Best practices for using IBM Classification Module with document retention policies

Product Documentation

Abstract

Companies can use IBM Classification Module to classify content in their enterprise content management systems and assist with enforcement of document retention policies. IBM Classification Module analyzes each document and can automatically set appropriate record classes and expiration dates according to company policy. This document describes a process that allows customers to defend their classification actions when required.

Content

IBM Classification Module makes decisions about content by using a combination of rules and statistical analysis that are applied on the full content and metadata of a document, based on a large number of examples. IBM Classification Module makes decisions in a consistent, reproducible way that can be monitored and audited. You can use Classification Module tools to estimate the accuracy and automation rate margins in which the production system will work. After the production server is deployed, you can analyze the accuracy of the system.

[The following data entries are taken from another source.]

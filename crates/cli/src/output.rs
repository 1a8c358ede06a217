use crate::error::CliError;
use clap::ValueEnum;
use model::records::table::ResultTable;
use reports::service::ReportService;
use std::{borrow::Cow, path::Path};
use tracing::info;

#[derive(Debug, Clone, Copy, PartialEq, Eq, ValueEnum)]
pub enum OutputFormat {
    Table,
    Json,
    Csv,
}

pub fn render(
    service: &ReportService,
    table: &ResultTable,
    format: OutputFormat,
) -> Result<String, CliError> {
    let rendered = match format {
        OutputFormat::Table => render_table(table),
        OutputFormat::Json => serde_json::to_string_pretty(&table.to_json())?,
        OutputFormat::Csv => String::from_utf8_lossy(&service.export_csv(table)?).into_owned(),
    };
    Ok(rendered)
}

/// Plain aligned text table with a dashed rule under the header.
pub fn render_table(table: &ResultTable) -> String {
    let names = table.column_names();
    let cells: Vec<Vec<String>> = table
        .rows()
        .iter()
        .map(|row| row.iter().map(|value| value.to_cell()).collect())
        .collect();

    let widths: Vec<usize> = names
        .iter()
        .enumerate()
        .map(|(idx, name)| {
            cells
                .iter()
                .filter_map(|row| row.get(idx))
                .map(|cell| cell.chars().count())
                .chain(std::iter::once(name.chars().count()))
                .max()
                .unwrap_or(0)
        })
        .collect();

    let line = |fields: Vec<&str>| -> String {
        fields
            .iter()
            .zip(&widths)
            .map(|(field, width)| format!("{field:<width$}"))
            .collect::<Vec<_>>()
            .join("  ")
            .trim_end()
            .to_string()
    };

    let mut out = Vec::with_capacity(cells.len() + 2);
    out.push(line(names.clone()));
    out.push(
        widths
            .iter()
            .map(|w| "-".repeat(*w))
            .collect::<Vec<_>>()
            .join("  "),
    );
    for row in &cells {
        out.push(line(row.iter().map(String::as_str).collect()));
    }
    if cells.is_empty() {
        out.push("(no rows)".to_string());
    }
    out.join("\n")
}

/// Writes to `path` when given, otherwise prints to stdout.
pub async fn emit(content: &str, path: Option<&Path>) -> Result<(), CliError> {
    match path {
        Some(path) => {
            tokio::fs::write(path, content).await?;
            info!("Wrote output to {}", path.display());
        }
        None => print!("{}", terminated(content)),
    }
    Ok(())
}

/// Appends a newline unless `content` already ends with one, as CSV does.
fn terminated(content: &str) -> Cow<'_, str> {
    if content.is_empty() || content.ends_with('\n') {
        Cow::Borrowed(content)
    } else {
        Cow::Owned(format!("{content}\n"))
    }
}

/// `Top 10 Providers by Food Quantity` -> `top_10_providers_by_food_quantity.csv`
pub fn default_export_name(report: &str) -> String {
    let slug = report
        .split(|c: char| !c.is_ascii_alphanumeric())
        .filter(|part| !part.is_empty())
        .map(str::to_ascii_lowercase)
        .collect::<Vec<_>>()
        .join("_");
    format!("{slug}.csv")
}
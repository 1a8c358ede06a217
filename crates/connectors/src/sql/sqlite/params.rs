use model::core::value::Value;
use rusqlite::types::Value as SqlValue;

/// SQLite stores dates as ISO-8601 text, so temporal values bind as text in
/// the same format the tables use.
pub fn to_sql_value(value: &Value) -> SqlValue {
    match value {
        Value::Int(i) => SqlValue::Integer(*i),
        Value::Uint(u) => match i64::try_from(*u) {
            Ok(i) => SqlValue::Integer(i),
            Err(_) => SqlValue::Text(u.to_string()),
        },
        Value::Float(f) => SqlValue::Real(*f),
        Value::Boolean(b) => SqlValue::Integer(i64::from(*b)),
        Value::Bytes(b) => SqlValue::Blob(b.clone()),
        Value::Null => SqlValue::Null,
        Value::Decimal(_) | Value::String(_) | Value::Date(_) | Value::Timestamp(_) => {
            SqlValue::Text(value.to_cell())
        }
    }
}

pub struct SqliteParamStore {
    pub params: Vec<SqlValue>,
}

impl SqliteParamStore {
    pub fn from_values(values: &[Value]) -> Self {
        Self {
            params: values.iter().map(to_sql_value).collect(),
        }
    }
}
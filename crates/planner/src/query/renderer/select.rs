use crate::query::{
    ast::{
        common::{JoinKind, OrderDir},
        select::{FromClause, JoinClause, OrderByExpr, Select},
    },
    renderer::{Render, Renderer},
};

impl Render for Select {
    fn render(&self, r: &mut Renderer) {
        r.push(if self.distinct {
            "SELECT DISTINCT "
        } else {
            "SELECT "
        });
        r.list(&self.columns);

        if let Some(from) = &self.from {
            r.push(" ");
            from.render(r);
        }
        for join in &self.joins {
            r.push(" ");
            join.render(r);
        }

        if let Some(cond) = &self.where_clause {
            r.push(" WHERE ");
            cond.render(r);
        }
        if !self.group_by.is_empty() {
            r.push(" GROUP BY ");
            r.list(&self.group_by);
        }
        if !self.order_by.is_empty() {
            r.push(" ORDER BY ");
            r.list(&self.order_by);
        }

        // Placeholders are numbered in render order, so LIMIT binds after
        // every WHERE value.
        if let Some(limit) = &self.limit {
            r.push(" LIMIT ");
            limit.render(r);
        }
    }
}

impl Render for FromClause {
    fn render(&self, r: &mut Renderer) {
        r.push("FROM ");
        r.table_with_alias(&self.table, self.alias.as_deref());
    }
}

impl JoinKind {
    fn keyword(&self) -> &'static str {
        match self {
            JoinKind::Inner => "INNER JOIN ",
            JoinKind::Left => "LEFT JOIN ",
        }
    }
}

impl Render for JoinClause {
    fn render(&self, r: &mut Renderer) {
        r.push(self.kind.keyword());
        r.table_with_alias(&self.table, self.alias.as_deref());
        r.push(" ON ");
        self.on.render(r);
    }
}

impl Render for OrderByExpr {
    fn render(&self, r: &mut Renderer) {
        self.expr.render(r);
        match self.direction {
            Some(OrderDir::Asc) => r.push(" ASC"),
            Some(OrderDir::Desc) => r.push(" DESC"),
            None => {}
        }
    }
}

#[cfg(test)]
mod tests {
    use model::core::value::Value;

    use crate::query::{
        alias,
        ast::{
            common::{JoinKind, OrderDir, TableRef},
            expr::{BinaryOperator, Expr},
            select::{FromClause, JoinClause, OrderByExpr, Select},
        },
        count_all,
        dialect::{MySql, Postgres, Sqlite},
        ident, qualified,
        renderer::{Render, Renderer},
        value,
    };

    #[test]
    fn test_simple_select_postgres() {
        let ast = Select {
            columns: vec![ident("status"), alias(count_all(), "total")],
            from: Some(FromClause {
                table: TableRef::new("claims"),
                alias: None,
            }),
            where_clause: Some(Expr::eq(ident("status"), value(Value::from("Pending")))),
            group_by: vec![ident("status")],
            ..Default::default()
        };

        let dialect = Postgres;
        let mut renderer = Renderer::new(&dialect);
        ast.render(&mut renderer);
        let (sql, params) = renderer.finish();

        assert_eq!(
            sql,
            r#"SELECT "status", COUNT(*) AS "total" FROM "claims" WHERE ("status" = $1) GROUP BY "status""#
        );
        assert_eq!(params, vec![Value::from("Pending")]);
    }

    #[test]
    fn test_simple_select_mysql() {
        let ast = Select {
            distinct: true,
            columns: vec![qualified("p", "city")],
            from: Some(FromClause {
                table: TableRef::new("providers"),
                alias: Some("p".to_string()),
            }),
            ..Default::default()
        };

        let dialect = MySql;
        let mut renderer = Renderer::new(&dialect);
        ast.render(&mut renderer);
        let (sql, params) = renderer.finish();

        assert_eq!(sql, "SELECT DISTINCT `p`.`city` FROM `providers` AS `p`");
        assert!(params.is_empty());
    }

    #[test]
    fn test_clause_order_with_joins_sqlite() {
        let ast = Select {
            distinct: false,
            columns: vec![
                alias(qualified("p", "name"), "provider_name"),
                alias(count_all(), "total_claims"),
            ],
            from: Some(FromClause {
                table: TableRef::new("claims"),
                alias: Some("c".to_string()),
            }),
            joins: vec![
                JoinClause {
                    kind: JoinKind::Inner,
                    table: TableRef::new("food_listings"),
                    alias: Some("f".to_string()),
                    on: Expr::eq(qualified("c", "food_id"), qualified("f", "food_id")),
                },
                JoinClause {
                    kind: JoinKind::Left,
                    table: TableRef::new("providers"),
                    alias: Some("p".to_string()),
                    on: Expr::eq(qualified("f", "provider_id"), qualified("p", "provider_id")),
                },
            ],
            where_clause: Some(Expr::and(
                Expr::binary(
                    qualified("f", "expiry_date"),
                    BinaryOperator::GtEq,
                    Expr::CurrentDate,
                ),
                Expr::eq(qualified("p", "city"), value(Value::from("Austin"))),
            )),
            group_by: vec![qualified("p", "name")],
            order_by: vec![OrderByExpr {
                expr: ident("total_claims"),
                direction: Some(OrderDir::Desc),
            }],
            limit: Some(value(Value::Int(10))),
        };

        let dialect = Sqlite;
        let mut renderer = Renderer::new(&dialect);
        ast.render(&mut renderer);
        let (sql, params) = renderer.finish();

        let expected_sql = concat!(
            r#"SELECT "p"."name" AS "provider_name", COUNT(*) AS "total_claims" "#,
            r#"FROM "claims" AS "c" "#,
            r#"INNER JOIN "food_listings" AS "f" ON ("c"."food_id" = "f"."food_id") "#,
            r#"LEFT JOIN "providers" AS "p" ON ("f"."provider_id" = "p"."provider_id") "#,
            r#"WHERE (("f"."expiry_date" >= DATE('now')) AND ("p"."city" = ?)) "#,
            r#"GROUP BY "p"."name" ORDER BY "total_claims" DESC LIMIT ?"#
        );
        assert_eq!(sql, expected_sql);
        assert_eq!(params, vec![Value::from("Austin"), Value::Int(10)]);
    }
}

You can configure Classification Module to assign version numbers to knowledge bases and decision plans whenever changes are made to them, and store backup copies of each version of the knowledge base and decision plan. When using this version option, all Classification Module results and suggestions include the specific decision plan and knowledge base version that is responsible for that decision. Associating each result with a specific version allows for the reproduction of each decision made by the system.

An important part of controlling the classification process is monitoring knowledge base learning. You can incorporate improvement suggestions in a controlled manner by using a feature called deferred feedback. After documents are reviewed, feedback is stored inside the data server and can be imported into the Classification Workbench offline and processed:

A subject matter expert or business user approves the feedback (that is, the labels assigned by the reviewers).
An updated knowledge base is produced and tested.
If knowledge base accuracy is improved, the updated knowledge base (with an updated version number) is deployed onto the production server.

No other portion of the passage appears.